W3C home > Mailing lists > Public > public-xg-htmlspeech@w3.org > October 2011

[minutes] 27 October 2011

From: Dan Burnett <dburnett@voxeo.com>
Date: Thu, 27 Oct 2011 13:35:40 -0400
Message-Id: <BB01D751-4BC9-4D71-91DB-17D29BE030DB@voxeo.com>
To: public-xg-htmlspeech@w3.org
Group,

The minutes from today's call are available at http://www.w3.org/2011/10/27-htmlspeech-minutes.html

For convenience, a text version is embedded below.
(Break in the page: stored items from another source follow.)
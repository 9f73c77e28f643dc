//! Commit atomicity under injected header write failures.
//!
//! Partition 1, partition 2 and the dictionary store are committed in that
//! order. Failing partition 2 must restore partition 1 and leave the
//! dictionary untouched.

use alopex_journal::row_id::to_row_id;
use alopex_journal::storage::MappedFile;
use alopex_journal::{
    ColumnStorage, JournalConfig, JournalError, JournalMetadata, JournalReader, JournalWriter,
    MappedStorageProvider, PartitionType, ReadTransactionContext, Result, StorageProvider,
    SyncMode, Value,
};
use parking_lot::Mutex;
use std::path::{Path, PathBuf};
use std::sync::Arc;
use tempfile::TempDir;

const DAY: i64 = 86_400 * 1_000_000_000;

/// Fails every write to files inside the armed directory.
#[derive(Default)]
struct FaultInjector {
    armed: Mutex<Option<PathBuf>>,
}

impl FaultInjector {
    fn arm(&self, dir: &Path) {
        *self.armed.lock() = Some(dir.to_path_buf());
    }

    fn disarm(&self) {
        *self.armed.lock() = None;
    }

    fn should_fail(&self, path: &Path) -> bool {
        self.armed
            .lock()
            .as_deref()
            .is_some_and(|dir| path.parent() == Some(dir))
    }
}

struct FaultyFile {
    inner: MappedFile,
    faults: Arc<FaultInjector>,
}

impl ColumnStorage for FaultyFile {
    fn path(&self) -> &Path {
        self.inner.path()
    }

    fn len(&self) -> u64 {
        self.inner.len()
    }

    fn ensure_len(&mut self, len: u64) -> Result<()> {
        self.inner.ensure_len(len)
    }

    fn read_at(&self, position: u64, buf: &mut [u8]) -> Result<()> {
        self.inner.read_at(position, buf)
    }

    fn write_at(&mut self, position: u64, buf: &[u8]) -> Result<()> {
        if self.faults.should_fail(self.inner.path()) {
            return Err(std::io::Error::other("injected failure").into());
        }
        self.inner.write_at(position, buf)
    }

    fn flush(&mut self) -> Result<()> {
        self.inner.flush()
    }

    fn refresh(&mut self) -> Result<()> {
        self.inner.refresh()
    }
}

struct FaultyProvider {
    faults: Arc<FaultInjector>,
}

impl StorageProvider for FaultyProvider {
    fn open(&self, path: &Path) -> Result<Box<dyn ColumnStorage>> {
        Ok(Box::new(FaultyFile {
            inner: MappedFile::open(path, 4096, SyncMode::None)?,
            faults: Arc::clone(&self.faults),
        }))
    }
}

fn metadata() -> JournalMetadata {
    JournalMetadata::builder("ts")
        .symbol("sym")
        .long("qty")
        .build()
        .unwrap()
}

fn config() -> JournalConfig {
    JournalConfig::default()
        .with_partition_type(PartitionType::Day)
        .with_sync_mode(SyncMode::None)
}

fn row(ts: i64, sym: &str, qty: i64) -> Vec<Value> {
    vec![
        Value::Timestamp(ts),
        Value::Symbol(sym.to_string()),
        Value::Long(qty),
    ]
}

fn durable_offset(path: &Path) -> u64 {
    MappedFile::open(path, 4096, SyncMode::None)
        .unwrap()
        .append_offset()
        .unwrap()
}

#[test]
fn test_failed_commit_rolls_back_and_retries() {
    let temp_dir = TempDir::new().unwrap();
    let root = temp_dir.path().canonicalize().unwrap();
    let faults = Arc::new(FaultInjector::default());
    let provider = Arc::new(FaultyProvider {
        faults: Arc::clone(&faults),
    });
    let writer = JournalWriter::open_with_provider(&root, metadata(), config(), provider).unwrap();

    let day0 = root.join("1970-01-01");
    let day1 = root.join("1970-01-02");
    let dictionary = root.join("sym.sym");

    {
        let mut tx = writer.begin().unwrap();
        tx.append(&row(1, "a", 1)).unwrap();
        tx.append(&row(DAY + 1, "b", 2)).unwrap();
        tx.commit().unwrap();
    }
    assert_eq!(durable_offset(&day0.join("ts.d")), 8);
    assert_eq!(durable_offset(&day1.join("ts.d")), 8);
    let dictionary_before = durable_offset(&dictionary);

    let mut tx = writer.begin().unwrap();
    tx.append(&row(2, "c", 3)).unwrap();
    tx.append(&row(DAY + 2, "d", 4)).unwrap();

    faults.arm(&day1);
    let err = tx.commit().unwrap_err();
    match &err {
        JournalError::CommitFailed { partition_id, .. } => assert_eq!(*partition_id, 2),
        other => panic!("expected CommitFailed, got {:?}", other),
    }

    // Partition 1 was committed, then restored.
    assert_eq!(durable_offset(&day0.join("ts.d")), 8);
    assert_eq!(durable_offset(&day0.join("qty.d")), 8);
    assert_eq!(durable_offset(&day0.join("sym.k")), 16);
    // Partition 2 failed on its first header.
    assert_eq!(durable_offset(&day1.join("ts.d")), 8);
    // The dictionary store was never reached.
    assert_eq!(durable_offset(&dictionary), dictionary_before);

    let reader = JournalReader::open(&root, metadata(), config()).unwrap();
    let snapshot = reader.snapshot().unwrap();
    assert_eq!(snapshot.row_count(1), 1);
    assert_eq!(snapshot.row_count(2), 1);

    // Pending rows survive the failure and commit on retry.
    assert_eq!(tx.tx().row_count(1), 2);
    faults.disarm();
    tx.commit().unwrap();
    drop(tx);

    assert_eq!(durable_offset(&day0.join("ts.d")), 16);
    assert_eq!(durable_offset(&day1.join("ts.d")), 16);
    assert!(durable_offset(&dictionary) > dictionary_before);

    let snapshot = reader.snapshot().unwrap();
    assert_eq!(snapshot.row_count(1), 2);
    assert_eq!(snapshot.row_count(2), 2);
    assert_eq!(
        reader.read_value(&snapshot, to_row_id(2, 1), "sym").unwrap(),
        Value::Symbol("d".to_string())
    );
}

#[test]
fn test_failed_dictionary_commit_restores_partitions() {
    let temp_dir = TempDir::new().unwrap();
    let root = temp_dir.path().canonicalize().unwrap();
    let faults = Arc::new(FaultInjector::default());
    let provider = Arc::new(FaultyProvider {
        faults: Arc::clone(&faults),
    });
    let writer = JournalWriter::open_with_provider(&root, metadata(), config(), provider).unwrap();

    let mut tx = writer.begin().unwrap();
    tx.append(&row(1, "a", 1)).unwrap();

    // Dictionary files live at the root, column files in partition directories.
    faults.arm(&root);
    assert!(matches!(
        tx.commit(),
        Err(JournalError::CommitFailed { partition_id: 0, .. })
    ));
    assert_eq!(durable_offset(&root.join("1970-01-01").join("ts.d")), 0);

    faults.disarm();
    tx.commit().unwrap();
    assert_eq!(durable_offset(&root.join("1970-01-01").join("ts.d")), 8);
}

#[test]
fn test_rejected_row_leaves_no_dictionary_entries() {
    let temp_dir = TempDir::new().unwrap();
    let root = temp_dir.path().canonicalize().unwrap();
    let faults = Arc::new(FaultInjector::default());
    let provider = Arc::new(FaultyProvider {
        faults: Arc::clone(&faults),
    });
    let writer = JournalWriter::open_with_provider(&root, metadata(), config(), provider).unwrap();
    let dictionary = root.join("sym.sym");

    {
        let mut tx = writer.begin().unwrap();
        tx.append(&row(1, "a", 1)).unwrap();
        tx.commit().unwrap();
    }
    let dictionary_before = durable_offset(&dictionary);

    let mut tx = writer.begin().unwrap();
    faults.arm(&root.join("1970-01-01"));
    assert!(matches!(
        tx.append(&row(2, "zz", 2)),
        Err(JournalError::Io(_))
    ));
    faults.disarm();
    assert_eq!(tx.tx().row_count(1), 1);
    // Partition 0 is the dictionary store; its row count is its entry count.
    assert_eq!(tx.tx().row_count(0), 1);

    tx.append(&row(3, "a", 3)).unwrap();
    tx.commit().unwrap();
    drop(tx);

    assert_eq!(durable_offset(&dictionary), dictionary_before);
    let reader = JournalReader::open(&root, metadata(), config()).unwrap();
    let snapshot = reader.snapshot().unwrap();
    assert_eq!(snapshot.row_count(1), 2);
    assert!(reader.rows_for_symbol(&snapshot, "sym", "zz").unwrap().is_empty());
    assert_eq!(
        reader.rows_for_symbol(&snapshot, "sym", "a").unwrap(),
        vec![to_row_id(1, 0), to_row_id(1, 1)]
    );
}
Thanks to Debbie Dahl for taking the minutes.

-- dan

**********************************************************************************
              HTML Speech Incubator Group Teleconference

27 Oct 2011

   [2]Agenda

      [2] http://lists.w3.org/Archives/Public/public-xg-htmlspeech/2011Oct/0058.html

   See also: [3]IRC log

      [3] http://www.w3.org/2011/10/27-htmlspeech-irc

Attendees

   Present
          Dan_Burnett, Olli_Pettay, Milan_Young, Debbie_Dahl,
          Michael_Bodell, Dan_Druta, Charles_Hemphill, Glen_Shires,
          Robert_Brown, Michael_Johnston

   Regrets
   Chair
          Dan_Burnett

   Scribe
          ddahl

Contents

     * [4]Topics
         1. [5]protocol questions
         2. [6]f2f planning
         3. [7]questions on the protocol
         4. [8]EMMA with JSON payload
         5. [9]<reco>
     * [10]Summary of Action Items
     _________________________________________________________


protocol questions

   <burn> Document is
   [12]http://lists.w3.org/Archives/Public/public-xg-htmlspeech/2011Oct
   /0033.html

     [12] http://lists.w3.org/Archives/Public/public-xg-htmlspeech/2011Oct/0033.html

   dan: let's postpone this

f2f planning

   dan: who will be at f2f?

   olli: can we call in?

   dan: didn't ask for a phone, usually hard to talk to someone on the
   phone at f2f

   <mbodell> I know Robert will be there and so will Avery (a person
   from Microsoft who is starting to track these issues)

   dan: will look into one-way audio stream
   ... topics that people want to discuss?

   glen: won't that be close to our last chance?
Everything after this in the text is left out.